For the first time, Ice Lake-SP also supports PCIe 4.0 natively on its own server platform and offers up to 64 PCIe 4.0 lanes. In terms of memory support, up to 32 cores and eight memory lanes will be available, and these lanes will support up to 6TB of DDR4-3200 memory or Intel Athon memory.
In addition, Ice Lake-SP adds a host of new features for security, including full memory encryption (TME), platform firmware recovery (PFR) and a new encryption gas pedal. It also delivers higher performance for server and supercomputing workloads by leveraging higher bandwidth, a new core architecture, and more cores with faster I/O.

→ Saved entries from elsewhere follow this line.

//! Append-only CSV logs for registrations and attendance.

use anyhow::{Context, Result};
use parking_lot::Mutex;
use serde::de::DeserializeOwned;
use serde::Serialize;
use std::fs::OpenOptions;
use std::path::{Path, PathBuf};

use crate::models::student::{AttendanceRow, RegistrationRow};

pub const TIMESTAMP_FORMAT: &str = "%Y%m%d_%H%M%S";

pub fn now_timestamp() -> String {
    chrono::Local::now().format(TIMESTAMP_FORMAT).to_string()
}

pub struct Ledger {
    registered_dir: PathBuf,
    attendance_dir: PathBuf,
    write_lock: Mutex<()>,
}

impl Ledger {
    pub fn new(registered_dir: PathBuf, attendance_dir: PathBuf) -> Self {
        Self {
            registered_dir,
            attendance_dir,
            write_lock: Mutex::new(()),
        }
    }

    pub fn registered_dir(&self) -> &Path {
        &self.registered_dir
    }

    pub fn students_csv(&self) -> PathBuf {
        self.registered_dir.join("students.csv")
    }

    pub fn attendance_csv(&self) -> PathBuf {
        self.attendance_dir.join("attendance.csv")
    }

    pub fn append_registration(&self, row: &RegistrationRow) -> Result<()> {
        let _guard = self.write_lock.lock();
        append_row(&self.students_csv(), row)
    }

    pub fn append_attendance(&self, row: &AttendanceRow) -> Result<()> {
        let _guard = self.write_lock.lock();
        append_row(&self.attendance_csv(), row)
    }

    pub fn read_registrations(&self) -> Result<Vec<RegistrationRow>> {
        read_rows(&self.students_csv())
    }

    /// Attendance rows, optionally only those whose timestamp starts with
    /// `date_prefix` (e.g. `20250914`).
    pub fn read_attendance(&self, date_prefix: Option<&str>) -> Result<Vec<AttendanceRow>> {
        let rows: Vec<AttendanceRow> = read_rows(&self.attendance_csv())?;
        Ok(match date_prefix {
            Some(p) if !p.is_empty() => rows.into_iter().filter(|r| r.timestamp.starts_with(p)).collect(),
            _ => rows,
        })
    }
}

fn append_row<T: Serialize>(path: &Path, row: &T) -> Result<()> {
    if let Some(dir) = path.parent() {
        std::fs::create_dir_all(dir).with_context(|| format!("Failed to create {:?}", dir))?;
    }
    // Header only when the file is new (or was left empty).
    let has_content = std::fs::metadata(path).map(|m| m.len() > 0).unwrap_or(false);
    let file = OpenOptions::new()
        .create(true)
        .append(true)
        .open(path)
        .with_context(|| format!("Failed to open {:?}", path))?;
    let mut wtr = csv::WriterBuilder::new().has_headers(!has_content).from_writer(file);
    wtr.serialize(row).with_context(|| format!("Failed to append to {:?}", path))?;
    wtr.flush()?;
    Ok(())
}

fn read_rows<T: DeserializeOwned>(path: &Path) -> Result<Vec<T>> {
    if !path.exists() {
        return Ok(Vec::new());
    }
    let mut rdr = csv::Reader::from_path(path).with_context(|| format!("Failed to open {:?}", path))?;
    let mut out = Vec::new();
    for rec in rdr.deserialize() {
        out.push(rec.with_context(|| format!("Malformed row in {:?}", path))?);
    }
    Ok(out)
}
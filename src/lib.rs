pub mod utils;
pub mod errors;
pub mod stats;
pub mod models;
pub mod db;
pub mod ledger;
pub mod pipeline;
pub mod api;
pub mod train;

use std::path::PathBuf;
use std::sync::Arc;
use parking_lot::RwLock;

use crate::pipeline::embed::FaceEmbedder;
use crate::pipeline::matcher::StudentIndex;

#[derive(Clone, Debug)]
pub struct AppPaths {
    pub data: PathBuf,
    pub db_path: PathBuf,
    pub registered: PathBuf,
    pub attendance: PathBuf,
    pub models: PathBuf,
    pub static_dir: PathBuf,
}

impl AppPaths {
    pub fn new(data: PathBuf, static_dir: PathBuf) -> Self {
        Self {
            db_path: data.join("db").join("rollcall.db"),
            registered: data.join("registered_students"),
            attendance: data.join("attendance_records"),
            models: data.join("models"),
            data,
            static_dir,
        }
    }

    pub fn ensure_dirs(&self) -> std::io::Result<()> {
        if let Some(db_dir) = self.db_path.parent() {
            std::fs::create_dir_all(db_dir)?;
        }
        std::fs::create_dir_all(&self.registered)?;
        std::fs::create_dir_all(&self.attendance)?;
        std::fs::create_dir_all(&self.models)?;
        Ok(())
    }
}

#[derive(Clone)]
pub struct AppState {
    pub paths: AppPaths,
    pub threshold: f32,
    pub pool: db::DbPool,
    pub stats: Arc<stats::Stats>,
    pub ledger: Arc<ledger::Ledger>,
    pub embedder: Arc<dyn FaceEmbedder>,
    pub index: Arc<RwLock<StudentIndex>>,
}

impl AppState {
    pub fn new(
        paths: AppPaths,
        pool: db::DbPool,
        threshold: f32,
        embedder: Arc<dyn FaceEmbedder>,
        index: StudentIndex,
    ) -> Self {
        let ledger = ledger::Ledger::new(paths.registered.clone(), paths.attendance.clone());
        Self {
            paths,
            threshold,
            pool,
            stats: Arc::new(stats::Stats::new()),
            ledger: Arc::new(ledger),
            embedder,
            index: Arc::new(RwLock::new(index)),
        }
    }
}

/// Rebuilds the in-memory index from every stored embedding.
pub fn load_index(pool: &db::DbPool) -> anyhow::Result<StudentIndex> {
    let conn = pool.get()?;
    let students = db::query::load_all_embeddings(&conn)?;
    Ok(StudentIndex::from_students(students))
}
pub mod routes;
pub mod handlers;
pub mod handlers_students;
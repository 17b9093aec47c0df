use axum::http::StatusCode;
use thiserror::Error;

#[derive(Debug, Error)]
pub enum AttendanceError {
    #[error("No registered students")]
    NoRegisteredStudents,

    #[error("Face embedding model not loaded")]
    ModelNotLoaded,

    #[error("Invalid image: {0}")]
    InvalidImage(String),

    #[error("Model produced an empty embedding")]
    EmptyEmbedding,
}

impl AttendanceError {
    pub fn status(&self) -> StatusCode {
        match self {
            AttendanceError::NoRegisteredStudents => StatusCode::NOT_FOUND,
            AttendanceError::ModelNotLoaded => StatusCode::SERVICE_UNAVAILABLE,
            AttendanceError::InvalidImage(_) => StatusCode::BAD_REQUEST,
            AttendanceError::EmptyEmbedding => StatusCode::INTERNAL_SERVER_ERROR,
        }
    }
}

/// Maps an arbitrary pipeline error onto an HTTP status, looking through
/// `anyhow` context for a domain error first.
pub fn status_for(err: &anyhow::Error) -> StatusCode {
    err.chain()
        .find_map(|cause| cause.downcast_ref::<AttendanceError>())
        .map(AttendanceError::status)
        .unwrap_or(StatusCode::INTERNAL_SERVER_ERROR)
}
use std::env;
use std::path::PathBuf;

#[derive(Clone, Debug)]
pub struct TrainConfig {
    pub data_dir: PathBuf,
    pub out_dir: PathBuf,
    pub backbone_path: PathBuf,
    pub img_size: u32,
    pub batch_size: usize,
    pub epochs: usize,
    pub lr: f32,
    pub min_images_per_class: usize,
    /// Epochs without validation improvement before stopping.
    pub patience: usize,
    pub hidden: usize,
    pub seed: u64,
    pub test_fraction: f64,
    pub val_fraction: f64,
    pub lr_factor: f32,
    pub lr_patience: usize,
    pub augment: bool,
}

impl Default for TrainConfig {
    fn default() -> Self {
        Self {
            data_dir: PathBuf::from("images/lfw-deepfunneled"),
            out_dir: PathBuf::from("."),
            backbone_path: PathBuf::from("models/resnet50_features.onnx"),
            img_size: 224,
            batch_size: 64,
            epochs: 30,
            lr: 0.0002,
            min_images_per_class: 20,
            patience: 6,
            hidden: 512,
            seed: 42,
            test_fraction: 0.2,
            val_fraction: 0.15,
            lr_factor: 0.5,
            lr_patience: 3,
            augment: true,
        }
    }
}

fn parsed<T: std::str::FromStr>(key: &str) -> Option<T> {
    env::var(key).ok().and_then(|v| v.parse().ok())
}

impl TrainConfig {
    pub fn from_env() -> Self {
        let d = Self::default();
        Self {
            data_dir: env::var("ROLLCALL_TRAIN_DATA").map(PathBuf::from).unwrap_or(d.data_dir),
            out_dir: env::var("ROLLCALL_TRAIN_OUT").map(PathBuf::from).unwrap_or(d.out_dir),
            backbone_path: env::var("ROLLCALL_TRAIN_BACKBONE").map(PathBuf::from).unwrap_or(d.backbone_path),
            img_size: parsed::<u32>("ROLLCALL_TRAIN_IMG_SIZE").filter(|&s| s >= 16).unwrap_or(d.img_size),
            batch_size: parsed::<usize>("ROLLCALL_TRAIN_BATCH").filter(|&b| b > 0).unwrap_or(d.batch_size),
            epochs: parsed("ROLLCALL_TRAIN_EPOCHS").unwrap_or(d.epochs),
            lr: parsed::<f32>("ROLLCALL_TRAIN_LR").filter(|&lr| lr > 0.0).unwrap_or(d.lr),
            min_images_per_class: parsed("ROLLCALL_TRAIN_MIN_IMAGES").unwrap_or(d.min_images_per_class),
            patience: parsed::<usize>("ROLLCALL_TRAIN_PATIENCE").filter(|&p| p > 0).unwrap_or(d.patience),
            hidden: parsed::<usize>("ROLLCALL_TRAIN_HIDDEN").filter(|&h| h > 0).unwrap_or(d.hidden),
            seed: parsed("ROLLCALL_TRAIN_SEED").unwrap_or(d.seed),
            augment: env::var("ROLLCALL_TRAIN_AUGMENT")
                .map(|v| !matches!(v.as_str(), "0" | "false" | "FALSE"))
                .unwrap_or(d.augment),
            ..d
        }
    }

    pub fn labels_path(&self) -> PathBuf {
        self.out_dir.join("labels.json")
    }

    pub fn checkpoint_path(&self) -> PathBuf {
        self.out_dir.join("face_classifier_head.json")
    }
}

In terms of performance, which is the most important concern, the new processor with the new architecture and second generation 10nm process will run significantly faster than its predecessor with the Skylake architecture, and more importantly, Intel claims that the 32-core Ice Lake-SP processor can beat AMD’s 64-core/128-thread EPYC 7742 processor by a wide margin with half of the cores (32 cores).
In the NAMD Molecular Dynamics Simulation, Monte Carlo Simulation and LAMMPS Molecular Modeling Simulation tests, servers with dual Ice Lake-SP CPUs (32 cores*2, 2.20 GHz, 256 GB DDR4-3400 memory) compared to servers with dual AMD EPYC 7742 processors (64 Cores, 2.25 GHz, 256 GB DDR4-3200) has a 20%-30% advantage, a performance that shows that Intel’s new generation of Xeon processors will continue to be dominant in the server/supercomputing space.